Autre témoignage précieux, celui de l’officier responsable des opérations cette nuit-là. Le lieutenant-colonel L., qui commande le GTC (composé de trois escadrons de gendarmes mobiles et un de CRS), est entendu dimanche 26 à 4 h 30 du matin. Le samedi 25 au matin, à 9 h 30, expose-t-il, une réunion a été organisée à la compagnie de gendarmerie de Gaillac, dirigée par l’adjoint au commandant de groupement du Tarn, le lieutenant-colonel Andréani.

«La mission que je reçois est de tenir la zone vie sur le chantier dans la forêt, Sivens à Lisle-sur-Tarn, ainsi que de tenir et défendre le site où sont stationnés les engins de chantier sur la commune de Rabastens.» Le dispositif prévu par le GTC est validé à la mi-journée par le lieutenant-colonel Rénier, commandant du groupement du Tarn.

Zone déboisée pour la construction du barrage
Zone déboisée pour la construction du barrage

Cette journée du 25 octobre se passe calmement jusqu’à 15h30, où commencent les premiers incidents. L’officier raconte. «Il est à noter que depuis 21 heures des groupes de jeunes s’installent à côté de la zone de vie en allumant des feux et en se resserrant progressivement sur la zone vie. Il y a environ 150 personnes à ce moment-là.? Vers une heure la pression des jeunes est de plus en plus importante, ils sont à environ 20 mètres de la zone et ont commencé à caillasser les forces de l’ordre.?Trois pelotons sont impactés, à savoir Alpha et India au niveau de la grille et Charlie à l’autre extrémité du dispositif face à un grand découvert.»

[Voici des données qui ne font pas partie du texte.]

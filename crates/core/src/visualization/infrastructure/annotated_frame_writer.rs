use std::path::{Path, PathBuf};

use crate::shared::frame::Frame;
use crate::video::domain::image_writer::ImageWriter;
use crate::visualization::domain::frame_observer::{FrameAnnotations, FrameObserver};

use super::overlay_renderer::OverlayRenderer;

/// Renders the overlay and saves each frame as `frame_<index>.png`.
pub struct AnnotatedFrameWriter {
    renderer: OverlayRenderer,
    writer: Box<dyn ImageWriter>,
    output_dir: PathBuf,
    written: usize,
}

impl AnnotatedFrameWriter {
    pub fn new(
        renderer: OverlayRenderer,
        writer: Box<dyn ImageWriter>,
        output_dir: impl Into<PathBuf>,
    ) -> Self {
        Self {
            renderer,
            writer,
            output_dir: output_dir.into(),
            written: 0,
        }
    }

    pub fn path_for(&self, frame_index: usize) -> PathBuf {
        self.output_dir.join(format!("frame_{frame_index:06}.png"))
    }

    pub fn output_dir(&self) -> &Path {
        &self.output_dir
    }

    pub fn written(&self) -> usize {
        self.written
    }
}

impl FrameObserver for AnnotatedFrameWriter {
    fn observe(
        &mut self,
        frame: &Frame,
        annotations: &FrameAnnotations,
    ) -> Result<(), Box<dyn std::error::Error>> {
        let annotated = self.renderer.render(frame, annotations)?;
        let path = self.path_for(frame.index());
        self.writer.write(&path, &annotated)?;
        self.written += 1;
        log::debug!("Wrote overlay {}", path.display());
        Ok(())
    }
}
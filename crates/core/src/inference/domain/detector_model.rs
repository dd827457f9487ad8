use std::time::{Duration, Instant};

use ndarray::ArrayD;

use crate::shared::frame::Frame;

use super::device::Device;
use super::inference_backend::{ExecutableNetwork, InferenceBackend, NetworkDescription};
use super::model_error::ModelError;
use super::model_files::ModelFiles;
use super::preprocess::{image_to_tensor, ChannelOrder};
use super::tensors::{NamedTensors, RawOutput, TensorSpec};

/// Lifecycle of a [`DetectorModel`].
///
/// `Unloaded`: files parsed. `Loaded`: every required operation is supported
/// on the target device. `Ready`: compiled and accepting `predict` calls.
#[derive(Clone, Copy, Debug, PartialEq, Eq)]
pub enum ModelState {
    Unloaded,
    Loaded,
    Ready,
}

/// One backend-bound network shared by every pipeline stage.
///
/// Stages own a `DetectorModel` and add only their output decoding on top.
pub struct DetectorModel {
    network: NetworkDescription,
    device: Device,
    channel_order: ChannelOrder,
    state: ModelState,
    executable: Option<Box<dyn ExecutableNetwork>>,
    last_inference: Duration,
}

impl DetectorModel {
    /// Parses the model files. Nothing is bound to a device yet.
    pub fn new(
        backend: &dyn InferenceBackend,
        files: ModelFiles,
        device: Device,
    ) -> Result<Self, ModelError> {
        files.validate()?;
        let network = backend.read_network(&files)?;
        log::debug!(
            "Parsed model {} ({} inputs, {} operations)",
            network.name,
            network.inputs.len(),
            network.operations.len()
        );
        Ok(Self {
            network,
            device,
            channel_order: ChannelOrder::default(),
            state: ModelState::Unloaded,
            executable: None,
            last_inference: Duration::ZERO,
        })
    }

    pub fn with_channel_order(mut self, order: ChannelOrder) -> Self {
        self.channel_order = order;
        self
    }

    pub fn name(&self) -> &str {
        &self.network.name
    }

    pub fn device(&self) -> Device {
        self.device
    }

    pub fn state(&self) -> ModelState {
        self.state
    }

    pub fn network(&self) -> &NetworkDescription {
        &self.network
    }

    /// Duration of the most recent successful inference.
    pub fn last_inference_duration(&self) -> Duration {
        self.last_inference
    }

    /// Required operations the backend cannot run on this model's device.
    pub fn unsupported_layers(
        &self,
        backend: &dyn InferenceBackend,
    ) -> Result<Vec<String>, ModelError> {
        let supported = backend.query_network(&self.network, self.device)?;
        Ok(self
            .network
            .operations
            .difference(&supported)
            .cloned()
            .collect())
    }

    /// `Unloaded -> Loaded`: fails when any required operation is unsupported.
    pub fn check_layers(&mut self, backend: &dyn InferenceBackend) -> Result<(), ModelError> {
        if self.state != ModelState::Unloaded {
            return Ok(());
        }
        let unsupported = self.unsupported_layers(backend)?;
        if !unsupported.is_empty() {
            log::error!(
                "Found unsupported layers in {} for {}: {:?}",
                self.network.name,
                self.device,
                unsupported
            );
            log::error!("Check whether an extension library provides these layers");
            return Err(ModelError::UnsupportedLayer {
                model: self.network.name.clone(),
                device: self.device,
                layers: unsupported,
            });
        }
        self.state = ModelState::Loaded;
        Ok(())
    }

    /// Checks layer support, then compiles the network for the device.
    pub fn load(&mut self, backend: &dyn InferenceBackend) -> Result<(), ModelError> {
        if self.state == ModelState::Ready {
            return Ok(());
        }
        self.check_layers(backend)?;
        let executable = backend.load_network(&self.network, self.device)?;
        self.executable = Some(executable);
        self.state = ModelState::Ready;
        log::info!("Loaded model {} on {}", self.network.name, self.device);
        Ok(())
    }

    /// Name of the network's first declared input.
    pub fn primary_input(&self) -> Result<&str, ModelError> {
        self.network
            .inputs
            .first()
            .map(|i| i.name.as_str())
            .ok_or_else(|| self.invalid_input("network declares no inputs"))
    }

    /// `(width, height)` expected by an image input.
    pub fn image_input_size(&self, input: &str) -> Result<(u32, u32), ModelError> {
        let spec = self
            .network
            .input(input)
            .ok_or_else(|| self.invalid_input(format!("no input named {input}")))?;
        spec.image_size().ok_or_else(|| {
            self.invalid_input(format!(
                "input {input} has no static NCHW shape: {:?}",
                spec.shape
            ))
        })
    }

    /// Fails unless every named input is a static NCHW image.
    ///
    /// Stages call this before `load` so a mismatched network aborts startup
    /// instead of failing on every frame.
    pub fn expect_image_inputs(&self, names: &[&str]) -> Result<(), ModelError> {
        for name in names {
            let spec = self.expect_input(name)?;
            if spec.image_size().is_none() {
                return Err(self.incompatible(format!(
                    "input {name} has no static NCHW shape: {:?}",
                    spec.shape
                )));
            }
        }
        Ok(())
    }

    /// Fails unless the network's first input is a static NCHW image.
    pub fn expect_primary_image_input(&self) -> Result<(), ModelError> {
        let first = self
            .network
            .inputs
            .first()
            .ok_or_else(|| self.incompatible("network declares no inputs"))?;
        self.expect_image_inputs(&[first.name.as_str()])
    }

    /// Declared shape of a required input.
    pub fn expect_input(&self, name: &str) -> Result<&TensorSpec, ModelError> {
        self.network.input(name).ok_or_else(|| {
            let declared: Vec<&str> = self.network.inputs.iter().map(|i| i.name.as_str()).collect();
            self.incompatible(format!("no input named {name} (declared: {declared:?})"))
        })
    }

    /// Resizes, reorders and batches an image for the named input.
    pub fn preprocess(&self, input: &str, image: &Frame) -> Result<ArrayD<f32>, ModelError> {
        let size = self.image_input_size(input)?;
        image_to_tensor(image, size, self.channel_order)
            .map(|t| t.into_dyn())
            .map_err(|reason| self.invalid_input(reason))
    }

    /// Runs one inference. Only valid in the `Ready` state.
    pub fn predict(&mut self, inputs: NamedTensors) -> Result<RawOutput, ModelError> {
        let Some(executable) = self
            .executable
            .as_mut()
            .filter(|_| self.state == ModelState::Ready)
        else {
            return Err(ModelError::NotReady {
                model: self.network.name.clone(),
                state: self.state,
            });
        };

        let start = Instant::now();
        match executable.infer(inputs) {
            Ok(output) => {
                self.last_inference = start.elapsed();
                Ok(output)
            }
            Err(e) => {
                self.last_inference = Duration::ZERO;
                Err(e)
            }
        }
    }

    /// Pre-processes `image` for the primary input and runs inference.
    pub fn predict_image(&mut self, image: &Frame) -> Result<RawOutput, ModelError> {
        let input = self.primary_input()?.to_string();
        let tensor = self.preprocess(&input, image)?;
        self.predict(vec![(input, tensor)])
    }

    fn incompatible(&self, reason: impl Into<String>) -> ModelError {
        ModelError::IncompatibleNetwork {
            model: self.network.name.clone(),
            reason: reason.into(),
        }
    }

    fn invalid_input(&self, reason: impl Into<String>) -> ModelError {
        ModelError::InvalidInput {
            model: self.network.name.clone(),
            reason: reason.into(),
        }
    }
}
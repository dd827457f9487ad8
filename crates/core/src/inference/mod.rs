pub mod domain;
pub mod infrastructure;

#[cfg(test)]
pub(crate) mod testing;
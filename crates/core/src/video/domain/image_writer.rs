use std::path::Path;

use crate::shared::frame::Frame;

/// Persists a single frame as an image file; format follows the extension.
pub trait ImageWriter: Send {
    fn write(&self, path: &Path, frame: &Frame) -> Result<(), Box<dyn std::error::Error>>;
}
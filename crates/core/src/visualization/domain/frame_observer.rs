use std::str::FromStr;

use crate::estimation::domain::gaze_vector::GazeVector;
use crate::estimation::domain::head_pose::HeadPose;
use crate::shared::bounding_box::BoundingBox;
use crate::shared::frame::Frame;
use crate::shared::stage::Stage;

/// Which stage results an overlay draws.
#[derive(Clone, Copy, Debug, Default, PartialEq, Eq)]
pub struct OverlayLayers {
    pub face: bool,
    pub landmarks: bool,
    pub head_pose: bool,
    pub gaze: bool,
}

impl OverlayLayers {
    pub fn all() -> Self {
        Self {
            face: true,
            landmarks: true,
            head_pose: true,
            gaze: true,
        }
    }

    pub fn is_empty(&self) -> bool {
        *self == Self::default()
    }

    pub fn enable(&mut self, stage: Stage) {
        match stage {
            Stage::FaceDetection => self.face = true,
            Stage::FacialLandmarks => self.landmarks = true,
            Stage::HeadPose => self.head_pose = true,
            Stage::GazeEstimation => self.gaze = true,
        }
    }
}

impl FromStr for OverlayLayers {
    type Err = String;

    /// Parses a comma-separated list of stage names, e.g. `face,gaze`.
    fn from_str(s: &str) -> Result<Self, Self::Err> {
        let mut layers = Self::default();
        for name in s.split(',').map(str::trim).filter(|n| !n.is_empty()) {
            let stage = Stage::ALL
                .into_iter()
                .find(|stage| stage.name() == name)
                .ok_or_else(|| {
                    let known: Vec<&str> = Stage::ALL.iter().map(|s| s.name()).collect();
                    format!("unknown overlay '{name}' (expected one of {})", known.join(", "))
                })?;
            layers.enable(stage);
        }
        Ok(layers)
    }
}

/// Stage results for one frame, all in frame pixel space.
#[derive(Clone, Debug, Default, PartialEq)]
pub struct FrameAnnotations {
    pub face_box: Option<BoundingBox>,
    pub eye_boxes: Option<(BoundingBox, BoundingBox)>,
    pub head_pose: Option<HeadPose>,
    pub gaze: Option<GazeVector>,
}

impl FrameAnnotations {
    /// Copy keeping only the enabled layers.
    pub fn filtered(&self, layers: OverlayLayers) -> Self {
        Self {
            face_box: self.face_box.filter(|_| layers.face),
            eye_boxes: self.eye_boxes.filter(|_| layers.landmarks),
            head_pose: self.head_pose.filter(|_| layers.head_pose),
            gaze: self.gaze.filter(|_| layers.gaze),
        }
    }
}

/// Observes frames and their annotations. Never feeds back into the pipeline.
pub trait FrameObserver: Send {
    fn observe(
        &mut self,
        frame: &Frame,
        annotations: &FrameAnnotations,
    ) -> Result<(), Box<dyn std::error::Error>>;
}
//! Draws stage results onto a copy of a frame.

use image::{Rgb, RgbImage};
use imageproc::drawing::{draw_hollow_rect_mut, draw_line_segment_mut};
use imageproc::rect::Rect;

use crate::estimation::domain::gaze_vector::GazeVector;
use crate::estimation::domain::head_pose::HeadPose;
use crate::shared::bounding_box::BoundingBox;
use crate::shared::frame::Frame;
use crate::visualization::domain::frame_observer::{FrameAnnotations, OverlayLayers};

const FACE_COLOR: Rgb<u8> = Rgb([0, 255, 0]);
const EYE_COLOR: Rgb<u8> = Rgb([255, 255, 0]);
const GAZE_COLOR: Rgb<u8> = Rgb([255, 0, 255]);
const AXIS_COLORS: [Rgb<u8>; 3] = [Rgb([255, 0, 0]), Rgb([0, 255, 0]), Rgb([0, 0, 255])];

/// Axis length as a fraction of the face box width.
const AXIS_SCALE: f32 = 0.4;
/// Gaze arrow length per unit of gaze, in pixels.
const GAZE_SCALE: f32 = 160.0;
/// Arrow head length as a fraction of the shaft.
const TIP_RATIO: f32 = 0.2;

pub struct OverlayRenderer {
    layers: OverlayLayers,
}

impl OverlayRenderer {
    pub fn new(layers: OverlayLayers) -> Self {
        Self { layers }
    }

    pub fn render(
        &self,
        frame: &Frame,
        annotations: &FrameAnnotations,
    ) -> Result<Frame, Box<dyn std::error::Error>> {
        let mut canvas = RgbImage::from_raw(frame.width(), frame.height(), frame.data().to_vec())
            .ok_or("frame data does not match its dimensions")?;
        let shown = annotations.filtered(self.layers);

        if let Some(face) = shown.face_box {
            draw_box(&mut canvas, &face, FACE_COLOR);
        }
        if let Some((left, right)) = shown.eye_boxes {
            draw_box(&mut canvas, &left, EYE_COLOR);
            draw_box(&mut canvas, &right, EYE_COLOR);
        }
        if let (Some(pose), Some(face)) = (shown.head_pose, annotations.face_box) {
            if pose.to_array().iter().all(|a| a.is_finite()) {
                draw_pose_axes(&mut canvas, &face, &pose);
            } else {
                log::debug!("Frame {}: non-finite head pose not drawn", frame.index());
            }
        }
        if let (Some(gaze), Some((left, right))) = (shown.gaze, annotations.eye_boxes) {
            if gaze.x.is_finite() && gaze.y.is_finite() {
                draw_gaze(&mut canvas, &left, &right, &gaze);
            } else {
                log::debug!("Frame {}: non-finite gaze not drawn", frame.index());
            }
        }

        Ok(Frame::new(
            canvas.into_raw(),
            frame.width(),
            frame.height(),
            3,
            frame.index(),
        ))
    }
}

/// Outline of a half-open box, clipped to the canvas.
fn draw_box(canvas: &mut RgbImage, bbox: &BoundingBox, color: Rgb<u8>) {
    if bbox.is_empty() {
        return;
    }
    let rect = Rect::at(bbox.x_min, bbox.y_min).of_size(bbox.width(), bbox.height());
    draw_hollow_rect_mut(canvas, rect, color);
}

/// Shaft from `origin` along `(dx, dy)` plus a two-stroke head.
///
/// The shaft never exceeds the canvas diagonal so rasterization stays bounded.
fn draw_arrow(canvas: &mut RgbImage, origin: (f32, f32), dx: f32, dy: f32, color: Rgb<u8>) {
    let length = dx.hypot(dy);
    if length < 1.0 {
        return;
    }
    let max_length = (canvas.width() as f32).hypot(canvas.height() as f32);
    let scale = if length > max_length { max_length / length } else { 1.0 };
    let (dx, dy) = (dx * scale, dy * scale);
    let tip = (origin.0 + dx, origin.1 + dy);
    draw_line_segment_mut(canvas, origin, tip, color);

    let head = length.min(max_length) * TIP_RATIO;
    let angle = dy.atan2(dx);
    for side in [-1.0f32, 1.0] {
        let barb = angle + std::f32::consts::PI + side * std::f32::consts::FRAC_PI_6;
        let end = (tip.0 + head * barb.cos(), tip.1 + head * barb.sin());
        draw_line_segment_mut(canvas, tip, end, color);
    }
}

/// Image-plane projection of the head's x, y and z axes.
///
/// Rotation is `Rz(roll) * Ry(yaw) * Rx(pitch)`; image y points down.
pub fn pose_axes(pose: &HeadPose) -> [(f32, f32); 3] {
    let (sy, cy) = pose.yaw.to_radians().sin_cos();
    let (sp, cp) = pose.pitch.to_radians().sin_cos();
    let (sr, cr) = pose.roll.to_radians().sin_cos();

    let r = [
        [cr * cy, cr * sy * sp - sr * cp, cr * sy * cp + sr * sp],
        [sr * cy, sr * sy * sp + cr * cp, sr * sy * cp - cr * sp],
    ];
    [
        (r[0][0], r[1][0]),
        (r[0][1], -r[1][1]),
        (r[0][2], -r[1][2]),
    ]
}

fn center_of(bbox: &BoundingBox) -> (f32, f32) {
    let (x, y) = bbox.center();
    (x as f32, y as f32)
}

fn draw_pose_axes(canvas: &mut RgbImage, face: &BoundingBox, pose: &HeadPose) {
    let origin = center_of(face);
    let length = face.width() as f32 * AXIS_SCALE;
    for ((ax, ay), color) in pose_axes(pose).into_iter().zip(AXIS_COLORS) {
        draw_arrow(canvas, origin, ax * length, ay * length, color);
    }
}

fn draw_gaze(canvas: &mut RgbImage, left: &BoundingBox, right: &BoundingBox, gaze: &GazeVector) {
    for eye in [left, right] {
        draw_arrow(
            canvas,
            center_of(eye),
            gaze.x * GAZE_SCALE,
            -gaze.y * GAZE_SCALE,
            GAZE_COLOR,
        );
    }
}
use crate::estimation::domain::gaze_vector::GazeVector;

use super::gaze_sink::GazeSink;

/// Sink used when pointer control is disabled: logs each vector.
#[derive(Debug, Default)]
pub struct LoggingGazeSink {
    received: usize,
    last: Option<GazeVector>,
}

impl LoggingGazeSink {
    pub fn new() -> Self {
        Self::default()
    }

    pub fn received(&self) -> usize {
        self.received
    }

    pub fn last(&self) -> Option<&GazeVector> {
        self.last.as_ref()
    }
}

impl GazeSink for LoggingGazeSink {
    fn on_gaze(
        &mut self,
        frame_index: usize,
        gaze: &GazeVector,
    ) -> Result<(), Box<dyn std::error::Error>> {
        log::info!(
            "Frame {frame_index}: gaze ({:.4}, {:.4}) raw {:?}",
            gaze.x,
            gaze.y,
            gaze.raw
        );
        self.received += 1;
        self.last = Some(*gaze);
        Ok(())
    }
}
use ort::execution_providers::ExecutionProviderDispatch;

use crate::inference::domain::device::Device;
use crate::inference::domain::model_error::ModelError;

/// Execution providers that bind a session to `device`.
///
/// Accelerator providers are registered with `error_on_failure` so that a
/// missing runtime aborts the load instead of silently running on CPU.
pub fn execution_providers_for(
    device: Device,
) -> Result<Vec<ExecutionProviderDispatch>, ModelError> {
    match device {
        Device::Cpu => Ok(vec![
            ort::execution_providers::CPUExecutionProvider::default().build(),
        ]),
        Device::Gpu => preferred_accelerator(),
        Device::Cuda => Ok(vec![ort::execution_providers::CUDAExecutionProvider::default()
            .build()
            .error_on_failure()]),
        Device::CoreMl => coreml(),
        Device::DirectMl => directml(),
    }
}

fn preferred_accelerator() -> Result<Vec<ExecutionProviderDispatch>, ModelError> {
    #[cfg(target_os = "macos")]
    {
        coreml()
    }
    #[cfg(target_os = "windows")]
    {
        directml()
    }
    #[cfg(not(any(target_os = "macos", target_os = "windows")))]
    {
        execution_providers_for(Device::Cuda)
    }
}

fn coreml() -> Result<Vec<ExecutionProviderDispatch>, ModelError> {
    #[cfg(target_os = "macos")]
    {
        Ok(vec![ort::execution_providers::CoreMLExecutionProvider::default()
            .build()
            .error_on_failure()])
    }
    #[cfg(not(target_os = "macos"))]
    {
        Err(ModelError::UnsupportedDevice {
            device: Device::CoreMl,
        })
    }
}

fn directml() -> Result<Vec<ExecutionProviderDispatch>, ModelError> {
    #[cfg(target_os = "windows")]
    {
        Ok(vec![ort::execution_providers::DirectMLExecutionProvider::default()
            .build()
            .error_on_failure()])
    }
    #[cfg(not(target_os = "windows"))]
    {
        Err(ModelError::UnsupportedDevice {
            device: Device::DirectMl,
        })
    }
}
use std::time::Duration;

use crate::inference::domain::model_error::ModelError;
use crate::shared::crop::Crop;

use super::eye_landmarks::EyeCrops;

/// Landmark stage: cuts both eye regions out of a face crop.
///
/// `Ok(None)` when an eye region has no visible pixels.
pub trait LandmarkDetector: Send {
    fn locate_eyes(&mut self, face: &Crop) -> Result<Option<EyeCrops>, ModelError>;

    fn last_inference_duration(&self) -> Duration;
}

«Les jets de pierres deviennent de plus en plus virulents, nous recevrons des fusées de détresse et des cocktails Molotov, je fais régulièrement des comptes rendus au CORG (NDLR: le centre d’opérations et de renseignement de la gendarmerie, à l’échelon départemental) par téléphone. Je rends compte également au niveau du commandant de groupement en second, le Lieutenant colonel Andréani, qui me confirme ma mission à savoir tenir le site. Je tiens à préciser que le préfet du Tarn, par l’intermédiaire du commandant de groupement, nous avait demandé de faire preuve d’une extrême fermeté vis-à-vis des opposants par rapport à toutes formes de violences envers les forces de l’ordre», rappelle le lieutenant-colonel L.

«Après des avertissements répétés plusieurs fois par l’intermédiaire des “publics-address” (NDLR: des haut-parleurs) dont sont dotés les Iris Bus, à l’adresse des manifestants qui n’ont pas pu ne pas les entendre, et qui réagissaient à chaque fois en sifflant et vociférant à notre encontre, et devant l’augmentation des jets de projectiles et le risque couru par les forces de l’ordre dû à la proximité des lanceurs, il est décidé afin de sécuriser la troupe et en application du code de la sécurité intérieure d’employer la force (grenades lacrymogènes à mains) puis l’usage des armes.»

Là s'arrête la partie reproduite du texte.